I was eight when I tasted my first bagel with cream cheese. Linda Hoffman brought one to my third grade classroom, and she tore off a small piece at snack-recess and let me try it. We were leaning against the metal bars on which we would fling ourselves forward and backward, tumbling in dizzying summersaults, until our hands and knees were raw and blistered, and I popped the chewy, creamy bite in my mouth. It’s been decades now, and that bite was still one of the best things I have ever eaten.

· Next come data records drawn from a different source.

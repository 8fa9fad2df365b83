//! Document list - view model.

use crate::domain::documents::api;
use contracts::documents::{ApiStatus, DocumentSummary};
use leptos::prelude::*;

/// Session metadata rendered in the list footer.
#[derive(Debug, Clone, PartialEq)]
pub struct SessionInfo {
    pub session_id: Option<String>,
    pub count: u64,
    pub total_in_chromadb: u64,
}

#[derive(Clone, Copy)]
pub struct DocumentsVm {
    pub documents: RwSignal<Vec<DocumentSummary>>,
    pub session: RwSignal<Option<SessionInfo>>,
    pub error: RwSignal<Option<String>>,
    pub loading: RwSignal<bool>,
    /// Id of the card currently fading out after a delete.
    pub fading: RwSignal<Option<String>>,
    /// Generation token. A refresh response older than the latest request is
    /// dropped so it cannot overwrite a newer render.
    refresh_token: RwSignal<u64>,
}

impl DocumentsVm {
    pub fn new() -> Self {
        Self {
            documents: RwSignal::new(Vec::new()),
            session: RwSignal::new(None),
            error: RwSignal::new(None),
            loading: RwSignal::new(false),
            fading: RwSignal::new(None),
            refresh_token: RwSignal::new(0),
        }
    }

    /// Full replace-render of the list. No pagination, sorting or filtering.
    pub fn refresh(&self) {
        let token = self.refresh_token.get_untracked() + 1;
        self.refresh_token.set(token);
        self.loading.set(true);

        let vm = *self;
        wasm_bindgen_futures::spawn_local(async move {
            let result = api::fetch_documents().await;
            if vm.refresh_token.get_untracked() != token {
                // superseded by a newer refresh
                return;
            }
            vm.loading.set(false);
            match result {
                Ok(resp) if resp.status == ApiStatus::Success => {
                    vm.session.set(Some(SessionInfo {
                        session_id: resp.session_id,
                        count: resp.count,
                        total_in_chromadb: resp.total_in_chromadb,
                    }));
                    vm.documents.set(resp.documents);
                    vm.fading.set(None);
                    vm.error.set(None);
                }
                Ok(_) => {
                    vm.error
                        .set(Some("Error loading documents".to_string()));
                }
                Err(e) => {
                    log::error!("Load documents error: {}", e);
                    vm.error.set(Some(e));
                }
            }
        });
    }

    /// Drop one card locally after a confirmed delete; the server is already
    /// up to date, a token-guarded refresh reconciles shortly after.
    pub fn remove_locally(&self, id: &str) {
        self.documents.update(|docs| docs.retain(|d| d.id != id));
        self.fading.set(None);
    }

    pub fn displayed_count(&self) -> usize {
        self.documents.with(|v| v.len())
    }
}

impl Default for DocumentsVm {
    fn default() -> Self {
        Self::new()
    }
}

My teacher was Mrs. Hessenflow, and I still occasionally catch a faint wisp of the perfume she wore when I pass an older woman in a department store. When I was eight, she seemed to be about eighty. But she was kind and gentle, and she had patience with me and my wiggly, pencil-chewing self.

I had my first crush, and it was a monster crush, sitting in her classroom. His name was Erik, and he had blond hair and bright, rosy cheeks. He would make my own cheeks flush and I had no idea what to do with those feelings, so I would run away from him. Then I would sit in class, chewing again on my gnawed pencil, brushing the flakes of Ticonderoga yellow from desk, and wondering why my sneakers were never as white as Renee Steinberg’s shoes. No matter what I did, I just couldn’t keep my shoes white, or even tied. I didn’t know having white shoes should matter, but it somehow made me feel deficient, and I coveted having clean sneakers. Then I would go outside again, and forget that I wanted white shoes, and would jump over puddles, run from boys who gave me the oddest sensation in my tummy, and climb trees on the edges of the playground. They let us do that back them- climb trees, play in the dirt— we even had a wood cart with hammers and nails and scraps of wood we were free to play with. The wood cart always had a crowd of children around it. No one at the wood cart had clean shoes, either.

The whistle would blow, and I would drop from the metal bars to examine the new, broken open blisters dotting my palms, and run towards the drinking fountains, where the tepid California water would sting the raw skin and the smell of metal wouldn’t go away. Sweaty and disheveled, I’d bounce towards the line outside my classroom, my orange dress disheveled and my shoes untied, once again. So much for appearances.